EXERCISE INPUTS

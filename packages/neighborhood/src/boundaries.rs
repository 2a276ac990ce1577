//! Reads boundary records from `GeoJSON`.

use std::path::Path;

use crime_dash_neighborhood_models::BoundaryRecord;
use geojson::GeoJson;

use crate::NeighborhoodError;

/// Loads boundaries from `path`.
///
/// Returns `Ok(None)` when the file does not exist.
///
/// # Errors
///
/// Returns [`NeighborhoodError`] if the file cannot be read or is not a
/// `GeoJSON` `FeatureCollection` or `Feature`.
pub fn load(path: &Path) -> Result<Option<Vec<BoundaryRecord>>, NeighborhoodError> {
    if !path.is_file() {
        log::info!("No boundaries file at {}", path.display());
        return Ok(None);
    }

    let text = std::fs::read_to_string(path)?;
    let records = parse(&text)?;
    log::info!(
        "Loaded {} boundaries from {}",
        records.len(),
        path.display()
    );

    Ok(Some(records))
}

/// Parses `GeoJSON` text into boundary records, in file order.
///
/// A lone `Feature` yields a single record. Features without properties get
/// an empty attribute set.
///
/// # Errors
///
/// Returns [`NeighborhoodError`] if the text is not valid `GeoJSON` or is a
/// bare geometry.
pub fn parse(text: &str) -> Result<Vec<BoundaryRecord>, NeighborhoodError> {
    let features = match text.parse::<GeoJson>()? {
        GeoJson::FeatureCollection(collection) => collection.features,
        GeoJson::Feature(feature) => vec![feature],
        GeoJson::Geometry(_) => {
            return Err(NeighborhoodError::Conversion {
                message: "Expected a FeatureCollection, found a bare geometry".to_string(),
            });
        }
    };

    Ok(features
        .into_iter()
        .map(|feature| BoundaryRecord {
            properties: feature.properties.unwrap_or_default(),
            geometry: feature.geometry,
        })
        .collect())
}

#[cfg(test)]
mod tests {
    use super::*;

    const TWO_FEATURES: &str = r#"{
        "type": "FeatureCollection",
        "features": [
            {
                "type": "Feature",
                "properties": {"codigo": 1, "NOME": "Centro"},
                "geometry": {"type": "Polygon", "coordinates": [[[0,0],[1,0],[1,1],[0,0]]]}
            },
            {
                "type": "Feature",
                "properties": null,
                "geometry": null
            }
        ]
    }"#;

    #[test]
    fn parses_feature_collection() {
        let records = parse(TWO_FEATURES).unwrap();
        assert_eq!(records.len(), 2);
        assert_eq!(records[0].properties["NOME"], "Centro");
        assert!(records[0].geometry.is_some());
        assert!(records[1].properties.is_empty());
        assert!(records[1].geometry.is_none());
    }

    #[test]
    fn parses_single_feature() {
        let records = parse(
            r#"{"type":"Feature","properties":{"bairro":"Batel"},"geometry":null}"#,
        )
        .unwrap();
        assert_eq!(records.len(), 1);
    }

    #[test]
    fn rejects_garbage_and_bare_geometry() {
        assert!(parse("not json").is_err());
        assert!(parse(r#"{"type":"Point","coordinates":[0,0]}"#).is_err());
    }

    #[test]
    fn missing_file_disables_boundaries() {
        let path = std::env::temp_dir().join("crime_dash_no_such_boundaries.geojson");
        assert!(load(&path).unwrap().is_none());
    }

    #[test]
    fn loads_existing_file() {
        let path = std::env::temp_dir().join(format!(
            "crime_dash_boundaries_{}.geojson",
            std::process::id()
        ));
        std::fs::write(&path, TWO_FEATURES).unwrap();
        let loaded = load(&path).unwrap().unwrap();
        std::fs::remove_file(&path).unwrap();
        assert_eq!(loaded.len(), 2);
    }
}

---

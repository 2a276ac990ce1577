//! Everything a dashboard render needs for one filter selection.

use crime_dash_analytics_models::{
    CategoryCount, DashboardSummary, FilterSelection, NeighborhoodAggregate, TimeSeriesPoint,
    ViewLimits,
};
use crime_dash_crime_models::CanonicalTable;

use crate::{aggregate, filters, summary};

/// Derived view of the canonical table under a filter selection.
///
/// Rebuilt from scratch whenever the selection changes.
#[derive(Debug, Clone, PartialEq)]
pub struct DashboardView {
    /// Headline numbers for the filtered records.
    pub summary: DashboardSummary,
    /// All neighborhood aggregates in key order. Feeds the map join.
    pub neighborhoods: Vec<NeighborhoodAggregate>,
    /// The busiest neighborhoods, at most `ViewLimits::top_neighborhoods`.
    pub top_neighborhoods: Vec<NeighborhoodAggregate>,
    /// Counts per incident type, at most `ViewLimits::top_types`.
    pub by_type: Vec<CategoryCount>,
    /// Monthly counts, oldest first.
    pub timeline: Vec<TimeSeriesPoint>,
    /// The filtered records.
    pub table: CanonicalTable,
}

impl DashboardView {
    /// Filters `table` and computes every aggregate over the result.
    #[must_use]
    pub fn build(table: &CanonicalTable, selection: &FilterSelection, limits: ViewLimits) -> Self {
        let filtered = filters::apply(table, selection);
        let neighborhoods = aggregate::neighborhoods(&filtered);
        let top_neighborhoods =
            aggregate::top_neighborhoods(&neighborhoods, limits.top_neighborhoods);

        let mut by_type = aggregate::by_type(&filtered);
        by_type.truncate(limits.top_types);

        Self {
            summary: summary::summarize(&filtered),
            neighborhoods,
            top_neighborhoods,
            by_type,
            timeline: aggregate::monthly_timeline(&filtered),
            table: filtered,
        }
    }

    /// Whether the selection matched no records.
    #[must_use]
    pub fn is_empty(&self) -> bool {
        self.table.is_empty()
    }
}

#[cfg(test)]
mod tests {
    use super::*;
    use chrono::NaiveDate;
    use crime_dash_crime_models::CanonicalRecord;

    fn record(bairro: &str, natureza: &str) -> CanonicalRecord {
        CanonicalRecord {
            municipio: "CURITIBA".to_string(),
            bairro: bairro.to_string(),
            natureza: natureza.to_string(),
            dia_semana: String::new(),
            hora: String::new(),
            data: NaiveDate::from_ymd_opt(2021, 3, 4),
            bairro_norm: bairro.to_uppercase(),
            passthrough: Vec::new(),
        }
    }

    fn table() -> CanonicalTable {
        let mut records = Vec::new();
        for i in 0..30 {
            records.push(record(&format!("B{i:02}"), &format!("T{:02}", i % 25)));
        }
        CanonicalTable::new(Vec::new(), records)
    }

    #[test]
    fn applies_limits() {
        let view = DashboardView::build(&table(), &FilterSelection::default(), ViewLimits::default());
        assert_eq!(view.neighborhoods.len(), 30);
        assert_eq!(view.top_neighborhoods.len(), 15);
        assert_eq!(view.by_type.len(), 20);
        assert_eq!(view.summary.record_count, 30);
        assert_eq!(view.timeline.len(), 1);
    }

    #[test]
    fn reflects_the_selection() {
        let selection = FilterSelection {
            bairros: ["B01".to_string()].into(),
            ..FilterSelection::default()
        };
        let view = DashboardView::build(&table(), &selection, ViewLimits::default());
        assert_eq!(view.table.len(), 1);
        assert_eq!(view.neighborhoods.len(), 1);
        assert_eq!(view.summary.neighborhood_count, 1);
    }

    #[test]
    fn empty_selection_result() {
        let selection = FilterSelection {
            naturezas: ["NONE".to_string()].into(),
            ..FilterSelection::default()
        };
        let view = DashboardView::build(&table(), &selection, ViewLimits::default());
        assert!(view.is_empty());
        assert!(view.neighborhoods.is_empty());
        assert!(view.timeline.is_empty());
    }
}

ACTION ITEM
Every line above that holds the string "properties" counts once. State how many such lines there are, as a number alone.

RESPONSE
7